The "letter" tells us only a few facts about the nameless merchant's wife: that she is about sixteen and a half years old, that she married at fourteen and fell in love with her husband a year later, that she is now very lonely. And about their relationship we know only that they were childhood playmates in a small Chinese village, that their marriage originally was not a matter of personal choice, and that the husband unwillingly went away on a long journey five months ago. But the words tell us a great deal about how the young wife feels, and the simplicity of her language suggests her sincere and deep longing. The daily noises she hears seem "sorrowful" (line 18), and she worries about the dangers of the far-away place where her husband is, thinking of it in terms of its perilous "river of swirling eddies" ( line 16).

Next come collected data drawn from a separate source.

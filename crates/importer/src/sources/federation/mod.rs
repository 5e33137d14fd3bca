mod auth;
mod client;
pub mod de;
mod models;
mod transformer;

pub use auth::{AccessToken, TokenProvider};
pub use client::{Collection, FederationClient};
pub use models::*;
pub use transformer::{ResultBundle, split_search_chunk};
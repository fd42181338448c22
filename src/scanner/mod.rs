//! Metric directory scanner.
//!
//! Lists the direct entries of the metrics directory. Subdirectories are
//! never descended into.

use crate::error::{JoinError, Result};
use crate::merge::is_metric_file;
use std::io;
use std::path::{Path, PathBuf};
use tracing::{debug, warn};
use walkdir::WalkDir;

/// A metric source found in the metrics directory.
#[derive(Debug, Clone, PartialEq, Eq)]
pub struct MetricFile {
    /// File name without the directory part.
    pub file_name: String,
    /// Full path to the file.
    pub path: PathBuf,
}

/// List the regular files directly inside `folder`, sorted by name.
///
/// Symlinks are resolved, so a link to a file counts as a file. Names that
/// are not valid UTF-8 are rendered lossily.
pub fn list_metric_files(folder: &Path) -> Result<Vec<String>> {
    Ok(read_files(folder)?
        .into_iter()
        .map(|file| file.file_name)
        .collect())
}

/// List the metric source files in `folder`, i.e. regular files ending in `extension`.
pub fn scan_metric_files(folder: &Path, extension: &str) -> Result<Vec<MetricFile>> {
    let files = read_files(folder)?
        .into_iter()
        .filter(|file| {
            let keep = is_metric_file(&file.file_name, extension);
            if !keep {
                debug!("Ignoring {} (no {} suffix)", file.file_name, extension);
            }
            keep
        })
        .collect();

    Ok(files)
}

/// Regular files directly inside `folder`, keeping the path walkdir reports.
fn read_files(folder: &Path) -> Result<Vec<MetricFile>> {
    if !folder.exists() {
        return Err(JoinError::NotFound {
            path: folder.to_path_buf(),
        });
    }

    if !folder.is_dir() {
        return Err(JoinError::InvalidInput(format!(
            "not a directory: {}",
            folder.display()
        )));
    }

    let mut files = Vec::new();
    let walker = WalkDir::new(folder)
        .min_depth(1)
        .max_depth(1)
        .follow_links(true);

    for entry in walker {
        let entry = match entry {
            Ok(e) => e,
            Err(e) if is_dangling_link(&e) => {
                warn!("Skipping dangling link: {}", e);
                continue;
            }
            Err(e) => return Err(walk_error(folder, e)),
        };

        if !entry.file_type().is_file() {
            debug!("Skipping non-file entry: {}", entry.path().display());
            continue;
        }

        files.push(MetricFile {
            file_name: entry.file_name().to_string_lossy().to_string(),
            path: entry.into_path(),
        });
    }

    files.sort_by(|a, b| a.file_name.cmp(&b.file_name));
    Ok(files)
}

/// A directory entry whose link target is missing, which is not a file.
fn is_dangling_link(err: &walkdir::Error) -> bool {
    err.depth() == 1
        && err
            .io_error()
            .map_or(false, |e| e.kind() == io::ErrorKind::NotFound)
}

fn walk_error(folder: &Path, err: walkdir::Error) -> JoinError {
    let path = err
        .path()
        .map(Path::to_path_buf)
        .unwrap_or_else(|| folder.to_path_buf());
    JoinError::Io {
        path,
        source: err.into(),
    }
}
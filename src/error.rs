//! Error types for the aggregate store and the merge transform.

use std::path::PathBuf;
use thiserror::Error;

/// Failures raised while reading, merging or writing metric documents.
#[derive(Debug, Error)]
pub enum JoinError {
    /// A file that must be read unconditionally does not exist.
    #[error("File not found: {}", .path.display())]
    NotFound { path: PathBuf },

    /// The file exists but is not valid JSON or has the wrong shape.
    #[error("Malformed document {}: {source}", .path.display())]
    MalformedDocument {
        path: PathBuf,
        source: serde_json::Error,
    },

    /// The caller handed the merger something it cannot fold in.
    #[error("Invalid input: {0}")]
    InvalidInput(String),

    /// Reading or writing failed at the OS level.
    #[error("I/O error on {}: {source}", .path.display())]
    Io {
        path: PathBuf,
        source: std::io::Error,
    },
}

pub type Result<T> = std::result::Result<T, JoinError>;

impl JoinError {
    /// Map an I/O error, turning `ErrorKind::NotFound` into [`JoinError::NotFound`].
    pub fn from_io(path: impl Into<PathBuf>, source: std::io::Error) -> Self {
        let path = path.into();
        if source.kind() == std::io::ErrorKind::NotFound {
            JoinError::NotFound { path }
        } else {
            JoinError::Io { path, source }
        }
    }
}
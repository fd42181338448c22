//! Configuration file handling.
//!
//! This module handles loading and merging configuration from
//! `.joinmetrics.toml` files.

use anyhow::{Context, Result};
use serde::{Deserialize, Serialize};
use std::path::{Path, PathBuf};

/// Name of the configuration file looked up in the working directory.
pub const CONFIG_FILE_NAME: &str = ".joinmetrics.toml";

/// Root configuration structure.
#[derive(Debug, Clone, Default, Serialize, Deserialize)]
pub struct Config {
    /// File locations.
    #[serde(default)]
    pub paths: PathsConfig,

    /// Merge behaviour.
    #[serde(default)]
    pub merge: MergeConfig,
}

/// Locations of the aggregate and the metric sources.
#[derive(Debug, Clone, Serialize, Deserialize)]
pub struct PathsConfig {
    /// Canonical aggregate document.
    #[serde(default = "default_aggregate")]
    pub aggregate: PathBuf,

    /// Directory scanned in folder mode.
    #[serde(default = "default_metrics_dir")]
    pub metrics_dir: PathBuf,
}

impl Default for PathsConfig {
    fn default() -> Self {
        Self {
            aggregate: default_aggregate(),
            metrics_dir: default_metrics_dir(),
        }
    }
}

fn default_aggregate() -> PathBuf {
    PathBuf::from("../data/data.json")
}

fn default_metrics_dir() -> PathBuf {
    PathBuf::from("metrics")
}

/// How metric files are recognised and persisted.
#[derive(Debug, Clone, Serialize, Deserialize)]
pub struct MergeConfig {
    /// Suffix of metric source files, stripped to form the metric name.
    #[serde(default = "default_extension")]
    pub extension: String,

    /// Save the aggregate after every file in folder mode.
    /// If false, the aggregate is saved once after the whole folder.
    #[serde(default = "default_true")]
    pub save_each: bool,

    /// Write indented JSON.
    #[serde(default)]
    pub pretty: bool,
}

impl Default for MergeConfig {
    fn default() -> Self {
        Self {
            extension: default_extension(),
            save_each: true,
            pretty: false,
        }
    }
}

fn default_extension() -> String {
    crate::merge::DEFAULT_EXTENSION.to_string()
}

fn default_true() -> bool {
    true
}

impl Config {
    /// Load configuration from a file path.
    pub fn load(path: &Path) -> Result<Self> {
        let content = std::fs::read_to_string(path)
            .with_context(|| format!("Failed to read config file: {}", path.display()))?;

        let config: Config = toml::from_str(&content)
            .with_context(|| format!("Failed to parse config file: {}", path.display()))?;

        Ok(config)
    }

    /// Try to load configuration from the default location.
    ///
    /// Returns `Ok(None)` if the file doesn't exist, `Err` if it exists but can't be parsed.
    pub fn load_default() -> Result<Option<Self>> {
        Self::load_from_dir(Path::new("."))
    }

    /// Try to load `.joinmetrics.toml` from `dir`.
    pub fn load_from_dir(dir: &Path) -> Result<Option<Self>> {
        let config_path = dir.join(CONFIG_FILE_NAME);

        if config_path.exists() {
            Ok(Some(Self::load(&config_path)?))
        } else {
            Ok(None)
        }
    }

    /// Merge this configuration with CLI arguments.
    ///
    /// CLI arguments take precedence, but only when they were given.
    pub fn merge_with_args(&mut self, args: &crate::cli::Args) {
        if let Some(ref aggregate) = args.aggregate {
            self.paths.aggregate = aggregate.clone();
        }
        if let Some(ref metrics_dir) = args.metrics_dir {
            self.paths.metrics_dir = metrics_dir.clone();
        }
        if let Some(ref extension) = args.extension {
            self.merge.extension = extension.clone();
        }

        // Flags only ever switch away from the defaults
        if args.save_once {
            self.merge.save_each = false;
        }
        if args.pretty {
            self.merge.pretty = true;
        }
    }

    /// Generate a default configuration file content.
    pub fn default_toml() -> String {
        let config = Config::default();
        toml::to_string_pretty(&config).unwrap_or_else(|_| String::new())
    }
}
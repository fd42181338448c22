//! Join commands.
//!
//! Ties the store, the merger and the scanner together. Console I/O stays
//! in `main`/`cli`; everything here takes its inputs as parameters.

use crate::config::Config;
use crate::error::Result;
use crate::merge::{derive_metric_name, merge, read_metric_source};
use crate::models::{AggregateDocument, MetricSummary};
use crate::scanner::scan_metric_files;
use crate::store::AggregateStore;
use std::path::{Path, PathBuf};
use tracing::{debug, info};

/// What to join.
#[derive(Debug, Clone, PartialEq, Eq)]
pub enum JoinTarget {
    /// One metric file; the suffix may be omitted.
    Single { file: String },
    /// Every metric file directly inside a directory.
    Folder { dir: PathBuf },
}

/// Options shared by both join modes.
#[derive(Debug, Clone)]
pub struct JoinOptions {
    /// Suffix of metric files.
    pub extension: String,
    /// Folder mode: save after every file rather than once at the end.
    pub save_each: bool,
    /// Merge in memory only; never write the aggregate.
    pub dry_run: bool,
}

impl Default for JoinOptions {
    fn default() -> Self {
        Self {
            extension: crate::merge::DEFAULT_EXTENSION.to_string(),
            save_each: true,
            dry_run: false,
        }
    }
}

impl From<&Config> for JoinOptions {
    fn from(config: &Config) -> Self {
        Self {
            extension: config.merge.extension.clone(),
            save_each: config.merge.save_each,
            dry_run: false,
        }
    }
}

/// Outcome of a join run.
#[derive(Debug, Clone, Default, PartialEq, Eq)]
pub struct JoinSummary {
    /// Metric names joined, in processing order.
    pub joined: Vec<String>,
    /// Number of times the aggregate was written.
    pub saves: usize,
}

/// Run one join against the aggregate behind `store`.
///
/// The aggregate is bootstrapped first unless this is a dry run.
pub fn dispatch(
    target: &JoinTarget,
    store: &AggregateStore,
    options: &JoinOptions,
) -> Result<JoinSummary> {
    if !options.dry_run {
        store.ensure_exists()?;
    }

    match target {
        JoinTarget::Single { file } => join_single(store, file, options),
        JoinTarget::Folder { dir } => join_folder(store, dir, options),
    }
}

/// Join one metric file into the aggregate and save it.
pub fn join_single(
    store: &AggregateStore,
    file_spec: &str,
    options: &JoinOptions,
) -> Result<JoinSummary> {
    let path = resolve_metric_path(file_spec, &options.extension);
    let name = derive_metric_name(&path.to_string_lossy(), &options.extension)?;

    let mut document = load_for(store, options)?;
    let raw = read_metric_source(&path)?;
    merge(&mut document, &name, &raw)?;

    let mut summary = JoinSummary::default();
    if !options.dry_run {
        store.save(&document)?;
        summary.saves += 1;
    }

    acknowledge(&name, options.dry_run);
    summary.joined.push(name);
    Ok(summary)
}

/// Join every metric file of `dir` into the aggregate.
///
/// With `save_each` the aggregate is written after each file, so a failure
/// partway through leaves the earlier metrics persisted.
pub fn join_folder(
    store: &AggregateStore,
    dir: &Path,
    options: &JoinOptions,
) -> Result<JoinSummary> {
    let files = scan_metric_files(dir, &options.extension)?;
    info!(
        "Found {} metric file(s) in {}",
        files.len(),
        dir.display()
    );

    let mut document = load_for(store, options)?;
    let mut summary = JoinSummary::default();

    for file in &files {
        let name = derive_metric_name(&file.file_name, &options.extension)?;
        let raw = read_metric_source(&file.path)?;
        merge(&mut document, &name, &raw)?;

        if options.save_each && !options.dry_run {
            store.save(&document)?;
            summary.saves += 1;
        }

        acknowledge(&name, options.dry_run);
        summary.joined.push(name);
    }

    if !options.save_each && !options.dry_run && !summary.joined.is_empty() {
        store.save(&document)?;
        summary.saves += 1;
    }

    Ok(summary)
}

/// Names and entry counts of the metrics already in the aggregate.
pub fn list_metrics(store: &AggregateStore) -> Result<Vec<MetricSummary>> {
    Ok(store.load()?.summaries())
}

/// Append the metric suffix when the user typed the bare name.
fn resolve_metric_path(file_spec: &str, extension: &str) -> PathBuf {
    if file_spec.ends_with(extension) {
        PathBuf::from(file_spec)
    } else {
        PathBuf::from(format!("{}{}", file_spec, extension))
    }
}

/// Dry runs work against an empty aggregate when none exists yet.
fn load_for(store: &AggregateStore, options: &JoinOptions) -> Result<AggregateDocument> {
    if options.dry_run && !store.path().exists() {
        debug!("No aggregate at {}, dry run starts empty", store.path().display());
        return Ok(AggregateDocument::empty());
    }
    store.load()
}

fn acknowledge(name: &str, dry_run: bool) {
    if dry_run {
        println!("Metric {} would be joined", name);
    } else {
        println!("Metric {} joined", name);
    }
    info!("Joined metric '{}'", name);
}

#[cfg(test)]
mod tests {
    use super::*;
    use crate::error::JoinError;
    use serde_json::json;
    use tempfile::TempDir;

    fn read_json(path: &Path) -> serde_json::Value {
        serde_json::from_str(&std::fs::read_to_string(path).unwrap()).unwrap()
    }

    #[test]
    fn test_single_file_end_to_end() {
        let temp_dir = TempDir::new().unwrap();
        let aggregate = temp_dir.path().join("data.json");
        std::fs::write(&aggregate, r#"{"metrics": {}}"#).unwrap();
        let source = temp_dir.path().join("stars.json");
        std::fs::write(&source, r#"{"repoA": 10, "repoB": 20}"#).unwrap();

        let store = AggregateStore::new(&aggregate);
        let target = JoinTarget::Single {
            file: source.to_string_lossy().to_string(),
        };
        let summary = dispatch(&target, &store, &JoinOptions::default()).unwrap();

        assert_eq!(summary.joined, vec!["stars"]);
        assert_eq!(summary.saves, 1);
        assert_eq!(
            read_json(&aggregate),
            json!({"metrics": {"stars": [
                {"name": "repoA", "value": 10},
                {"name": "repoB", "value": 20}
            ]}})
        );
    }

    #[test]
    fn test_single_file_without_suffix_bootstraps_aggregate() {
        let temp_dir = TempDir::new().unwrap();
        let aggregate = temp_dir.path().join("data.json");
        std::fs::write(temp_dir.path().join("forks.json"), r#"{"r": 3}"#).unwrap();

        let store = AggregateStore::new(&aggregate);
        let spec = temp_dir.path().join("forks").to_string_lossy().to_string();
        dispatch(&JoinTarget::Single { file: spec }, &store, &JoinOptions::default()).unwrap();

        assert_eq!(
            read_json(&aggregate),
            json!({"metrics": {"forks": [{"name": "r", "value": 3}]}})
        );
    }

    #[test]
    fn test_single_missing_source_leaves_aggregate_alone() {
        let temp_dir = TempDir::new().unwrap();
        let aggregate = temp_dir.path().join("data.json");
        let store = AggregateStore::new(&aggregate);

        let spec = temp_dir.path().join("absent.json").to_string_lossy().to_string();
        let err = dispatch(&JoinTarget::Single { file: spec }, &store, &JoinOptions::default())
            .unwrap_err();

        assert!(matches!(err, JoinError::NotFound { .. }));
        assert_eq!(read_json(&aggregate), json!({"metrics": {}}));
    }

    #[test]
    fn test_folder_processes_only_metric_files() {
        let temp_dir = TempDir::new().unwrap();
        let metrics = temp_dir.path().join("metrics");
        std::fs::create_dir(&metrics).unwrap();
        std::fs::write(metrics.join("a.json"), r#"{"x": 1}"#).unwrap();
        std::fs::write(metrics.join("b.json"), r#"{"y": 2}"#).unwrap();
        std::fs::write(metrics.join("readme.txt"), "ignore me").unwrap();
        std::fs::create_dir(metrics.join("subdir")).unwrap();

        let store = AggregateStore::new(temp_dir.path().join("data.json"));
        let summary = dispatch(
            &JoinTarget::Folder { dir: metrics },
            &store,
            &JoinOptions::default(),
        )
        .unwrap();

        assert_eq!(summary.joined, vec!["a", "b"]);
        assert_eq!(summary.saves, 2);
        assert_eq!(store.load().unwrap().metric_names(), vec!["a", "b"]);
    }

    #[test]
    fn test_folder_save_once() {
        let temp_dir = TempDir::new().unwrap();
        let metrics = temp_dir.path().join("metrics");
        std::fs::create_dir(&metrics).unwrap();
        std::fs::write(metrics.join("a.json"), r#"{"x": 1}"#).unwrap();
        std::fs::write(metrics.join("b.json"), r#"{"y": 2}"#).unwrap();

        let store = AggregateStore::new(temp_dir.path().join("data.json"));
        let options = JoinOptions {
            save_each: false,
            ..JoinOptions::default()
        };
        let summary = dispatch(&JoinTarget::Folder { dir: metrics }, &store, &options).unwrap();

        assert_eq!(summary.saves, 1);
        assert_eq!(store.load().unwrap().len(), 2);
    }

    #[test]
    fn test_folder_failure_keeps_earlier_saves() {
        let temp_dir = TempDir::new().unwrap();
        let metrics = temp_dir.path().join("metrics");
        std::fs::create_dir(&metrics).unwrap();
        std::fs::write(metrics.join("a.json"), r#"{"x": 1}"#).unwrap();
        std::fs::write(metrics.join("b.json"), "[1, 2]").unwrap();

        let store = AggregateStore::new(temp_dir.path().join("data.json"));
        let err = dispatch(
            &JoinTarget::Folder { dir: metrics },
            &store,
            &JoinOptions::default(),
        )
        .unwrap_err();

        assert!(matches!(err, JoinError::InvalidInput(_)));
        assert_eq!(store.load().unwrap().metric_names(), vec!["a"]);
    }

    #[cfg(target_os = "linux")]
    #[test]
    fn test_folder_joins_non_utf8_file_name() {
        use std::ffi::OsStr;
        use std::os::unix::ffi::OsStrExt;

        let temp_dir = TempDir::new().unwrap();
        let metrics = temp_dir.path().join("metrics");
        std::fs::create_dir(&metrics).unwrap();
        std::fs::write(metrics.join("a.json"), r#"{"x": 1}"#).unwrap();
        std::fs::write(metrics.join(OsStr::from_bytes(b"b\xff.json")), r#"{"y": 2}"#).unwrap();

        let store = AggregateStore::new(temp_dir.path().join("data.json"));
        let summary = dispatch(
            &JoinTarget::Folder { dir: metrics },
            &store,
            &JoinOptions::default(),
        )
        .unwrap();

        assert_eq!(summary.joined, vec!["a", "b\u{FFFD}"]);
        let doc = store.load().unwrap();
        assert_eq!(doc.metric("b\u{FFFD}").unwrap()[0].value, json!(2));
    }

    #[test]
    fn test_dry_run_writes_nothing() {
        let temp_dir = TempDir::new().unwrap();
        let aggregate = temp_dir.path().join("data.json");
        let source = temp_dir.path().join("stars.json");
        std::fs::write(&source, r#"{"repoA": 10}"#).unwrap();

        let store = AggregateStore::new(&aggregate);
        let options = JoinOptions {
            dry_run: true,
            ..JoinOptions::default()
        };
        let target = JoinTarget::Single {
            file: source.to_string_lossy().to_string(),
        };
        let summary = dispatch(&target, &store, &options).unwrap();

        assert_eq!(summary.joined, vec!["stars"]);
        assert_eq!(summary.saves, 0);
        assert!(!aggregate.exists());
    }

    #[test]
    fn test_rejoin_replaces_metric() {
        let temp_dir = TempDir::new().unwrap();
        let source = temp_dir.path().join("stars.json");
        let store = AggregateStore::new(temp_dir.path().join("data.json"));
        let target = JoinTarget::Single {
            file: source.to_string_lossy().to_string(),
        };

        std::fs::write(&source, r#"{"repoA": 1, "repoB": 2}"#).unwrap();
        dispatch(&target, &store, &JoinOptions::default()).unwrap();
        std::fs::write(&source, r#"{"repoC": 3}"#).unwrap();
        dispatch(&target, &store, &JoinOptions::default()).unwrap();

        let doc = store.load().unwrap();
        let entries = doc.metric("stars").unwrap();
        assert_eq!(entries.len(), 1);
        assert_eq!(entries[0].name, "repoC");
    }

    #[test]
    fn test_list_metrics() {
        let temp_dir = TempDir::new().unwrap();
        let aggregate = temp_dir.path().join("data.json");
        std::fs::write(
            &aggregate,
            r#"{"metrics": {"stars": [{"name": "a", "value": 1}], "empty": []}}"#,
        )
        .unwrap();

        let summaries = list_metrics(&AggregateStore::new(&aggregate)).unwrap();
        assert_eq!(summaries.len(), 2);
        assert_eq!(summaries[0].name, "stars");
        assert_eq!(summaries[0].entries, 1);
        assert_eq!(summaries[1].name, "empty");
    }

    #[test]
    fn test_options_from_config() {
        let mut config = Config::default();
        config.merge.save_each = false;
        config.merge.extension = ".metric".to_string();

        let options = JoinOptions::from(&config);
        assert!(!options.save_each);
        assert_eq!(options.extension, ".metric");
        assert!(!options.dry_run);
    }
}
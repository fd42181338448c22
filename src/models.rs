//! Data models for the metric aggregate.
//!
//! The aggregate document is the canonical JSON file that collects every
//! joined metric under a single `metrics` mapping.

use indexmap::IndexMap;
use serde::{Deserialize, Serialize};
use serde_json::{Map, Value};

/// A flat `entity -> value` mapping loaded verbatim from a metric file.
///
/// Key order follows the source file.
pub type RawMetricSource = Map<String, Value>;

/// One `{name, value}` pair derived from a source mapping.
#[derive(Debug, Clone, PartialEq, Serialize, Deserialize)]
pub struct MetricEntry {
    /// Key from the source mapping, usually a repository identifier.
    pub name: String,
    /// Value from the source mapping, passed through unchanged.
    pub value: Value,
}

impl MetricEntry {
    pub fn new(name: impl Into<String>, value: Value) -> Self {
        Self {
            name: name.into(),
            value,
        }
    }
}

/// The canonical aggregate document.
#[derive(Debug, Clone, Default, PartialEq, Serialize, Deserialize)]
pub struct AggregateDocument {
    /// Metric name -> entries derived from exactly one source mapping.
    /// Names keep the order they were first joined in.
    pub metrics: IndexMap<String, Vec<MetricEntry>>,

    /// Any other top-level keys, written back untouched.
    #[serde(flatten)]
    pub extra: Map<String, Value>,
}

impl AggregateDocument {
    /// The document written when no aggregate exists yet: `{"metrics": {}}`.
    pub fn empty() -> Self {
        Self::default()
    }

    /// Entries registered under `name`, if any.
    #[cfg(test)]
    pub fn metric(&self, name: &str) -> Option<&[MetricEntry]> {
        self.metrics.get(name).map(Vec::as_slice)
    }

    /// Names of all registered metrics.
    #[cfg(test)]
    pub fn metric_names(&self) -> Vec<&str> {
        self.metrics.keys().map(String::as_str).collect()
    }

    /// Number of registered metrics.
    pub fn len(&self) -> usize {
        self.metrics.len()
    }

    pub fn is_empty(&self) -> bool {
        self.metrics.is_empty()
    }

    /// Per-metric entry counts, for listing.
    pub fn summaries(&self) -> Vec<MetricSummary> {
        self.metrics
            .iter()
            .map(|(name, entries)| MetricSummary {
                name: name.clone(),
                entries: entries.len(),
            })
            .collect()
    }
}

/// Name and size of one registered metric.
#[derive(Debug, Clone, PartialEq, Eq)]
pub struct MetricSummary {
    pub name: String,
    pub entries: usize,
}
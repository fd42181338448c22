//! Metric merging.
//!
//! `merger` folds one raw metric source into the aggregate; `naming`
//! derives the metric name a caller registers it under.

pub mod merger;
pub mod naming;

pub use merger::*;
pub use naming::*;
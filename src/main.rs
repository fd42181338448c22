//! JoinMetrics - merge metric files into one aggregate JSON document
//!
//! Reads the aggregate, joins one metric file or a whole folder of them
//! under `metrics.<name>`, and writes the aggregate back.
//!
//! Exit codes:
//!   0 - Success
//!   1 - Any failure (missing file, malformed JSON, write error)

mod cli;
mod commands;
mod config;
mod error;
mod merge;
mod models;
mod scanner;
mod store;

use anyhow::{Context, Result};
use cli::{Args, Mode};
use commands::{JoinOptions, JoinTarget};
use config::Config;
use std::io;
use store::AggregateStore;
use tracing::{debug, error, info, warn};
use tracing_subscriber::FmtSubscriber;

fn main() -> Result<()> {
    // Parse command-line arguments
    let args = Args::parse_args();

    // Validate arguments
    if let Err(e) = args.validate() {
        eprintln!("Error: {}", e);
        std::process::exit(1);
    }

    // Handle --init-config early (no logging needed)
    if args.init_config {
        return handle_init_config();
    }

    init_logging(&args);

    info!("JoinMetrics v{}", env!("CARGO_PKG_VERSION"));
    debug!("Arguments: {:?}", args);

    if let Err(e) = run(args) {
        error!("Join failed: {:#}", e);
        eprintln!("\nError: {:#}", e);
        std::process::exit(1);
    }

    Ok(())
}

/// Handle --init-config: generate a default .joinmetrics.toml.
fn handle_init_config() -> Result<()> {
    let path = std::path::Path::new(config::CONFIG_FILE_NAME);

    if path.exists() {
        eprintln!(
            "{} already exists. Remove it first or edit it manually.",
            config::CONFIG_FILE_NAME
        );
        std::process::exit(1);
    }

    let content = Config::default_toml();
    std::fs::write(path, &content)
        .with_context(|| format!("Failed to write {}", config::CONFIG_FILE_NAME))?;

    println!("Created {} with default settings.", config::CONFIG_FILE_NAME);
    Ok(())
}

/// Initialize logging based on verbosity settings.
fn init_logging(args: &Args) {
    let subscriber = FmtSubscriber::builder()
        .with_max_level(args.log_level())
        .with_target(false)
        .with_writer(io::stderr)
        .compact()
        .finish();

    if let Err(e) = tracing::subscriber::set_global_default(subscriber) {
        eprintln!("Failed to set tracing subscriber: {}", e);
    }
}

fn run(args: Args) -> Result<()> {
    let mut config = load_config(&args)?;
    config.merge_with_args(&args);

    let store = AggregateStore::new(&config.paths.aggregate).with_pretty(config.merge.pretty);
    info!("Aggregate: {}", store.path().display());

    if args.list {
        return handle_list(&store);
    }

    let mode = match args.mode {
        Some(mode) => mode,
        None => cli::prompt_mode(&mut io::stdin().lock(), &mut io::stdout())?,
    };

    let target = match mode {
        Mode::Single => {
            let file = match args.file {
                Some(ref file) => file.clone(),
                None => cli::prompt_file(&mut io::stdin().lock(), &mut io::stdout())?,
            };
            JoinTarget::Single { file }
        }
        Mode::Folder => JoinTarget::Folder {
            dir: config.paths.metrics_dir.clone(),
        },
    };

    let mut options = JoinOptions::from(&config);
    options.dry_run = args.dry_run;

    let summary = commands::dispatch(&target, &store, &options)
        .with_context(|| format!("Failed to join {}", describe(&target)))?;

    if summary.joined.is_empty() {
        warn!("No metric files joined");
    }
    debug!(
        "Joined {} metric(s) with {} save(s)",
        summary.joined.len(),
        summary.saves
    );

    Ok(())
}

/// Handle --list: print the metrics already in the aggregate.
fn handle_list(store: &AggregateStore) -> Result<()> {
    let summaries = commands::list_metrics(store)
        .with_context(|| format!("Failed to read {}", store.path().display()))?;

    if summaries.is_empty() {
        println!("No metrics joined yet.");
        return Ok(());
    }

    for summary in &summaries {
        println!("{} ({} entries)", summary.name, summary.entries);
    }
    println!("\nTotal: {} metrics", summaries.len());
    Ok(())
}

/// Load configuration from file or use defaults.
fn load_config(args: &Args) -> Result<Config> {
    if let Some(ref config_path) = args.config {
        info!("Loading config from: {}", config_path.display());
        return Config::load(config_path);
    }

    match Config::load_default() {
        Ok(Some(config)) => {
            info!("Loaded default config from {}", config::CONFIG_FILE_NAME);
            Ok(config)
        }
        Ok(None) => {
            debug!("No config file found, using defaults");
            Ok(Config::default())
        }
        Err(e) => {
            warn!("Failed to load config: {:#}", e);
            Ok(Config::default())
        }
    }
}

fn describe(target: &JoinTarget) -> String {
    match target {
        JoinTarget::Single { file } => format!("metric file '{}'", file),
        JoinTarget::Folder { dir } => format!("metrics folder {}", dir.display()),
    }
}
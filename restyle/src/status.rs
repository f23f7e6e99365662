//! Status lookups over recorded job outcomes.

use std::sync::Arc;

use serde::Serialize;

use crate::error::JobError;
use crate::store::SessionStore;

/// What a status lookup reports. Pending, failed and unknown identifiers all
/// look the same: nothing is recorded until a job succeeds.
#[derive(Debug, Clone, PartialEq, Eq, Serialize)]
pub struct JobStatus {
    pub received: bool,
    #[serde(skip_serializing_if = "Option::is_none")]
    pub image: Option<String>,
}

impl JobStatus {
    fn absent() -> Self {
        Self {
            received: false,
            image: None,
        }
    }
}

pub struct StatusService {
    store: Arc<dyn SessionStore>,
}

impl StatusService {
    pub fn new(store: Arc<dyn SessionStore>) -> Self {
        Self { store }
    }

    pub fn get_status(&self, identifier: Option<&str>) -> Result<JobStatus, JobError> {
        let identifier = match identifier {
            Some(id) if !id.is_empty() => id,
            _ => {
                return Err(JobError::Validation(
                    "Missing id query parameter".to_string(),
                ));
            }
        };

        Ok(match self.store.get(identifier) {
            Some(outcome) => JobStatus {
                received: true,
                image: Some(outcome.artifact_url.clone()),
            },
            None => JobStatus::absent(),
        })
    }
}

She thinks of how moss has grown up over the unused gate, and more time seems to her to have passed than actually has (lines 22-25). She remembers nostalgically their innocent childhood, when they played together without deeper love or commitment (lines 1-6), and contrasts that with her later satisfaction in their love (lines 11-4) and with her present anxiety, loneliness, and desire. We do not need to know the details of the geography of the river Kiang or how far Cho-fu-Sa is to sense that her wish to see him is very strong, that her desire is powerful enough to make her venture beyond the ordinary geographical bounds of her existence so that their reunion will come sooner. The closest she comes to a direct statement about her love is her statement that she desired that her dust be mingled with his "For ever and for ever and for ever" (lines 12-13). But her single-minded vision of the world, her perception of even the beauty of nature as only a record of her husband's absence and the passage of time, and her plain, apparently uncalculated language about her rejection of other suitors and her shutting out of the rest of the world all show her to be committed, desirous, nearly desperate for his presence. In a different sense, she has also counted the ways that she loves her man.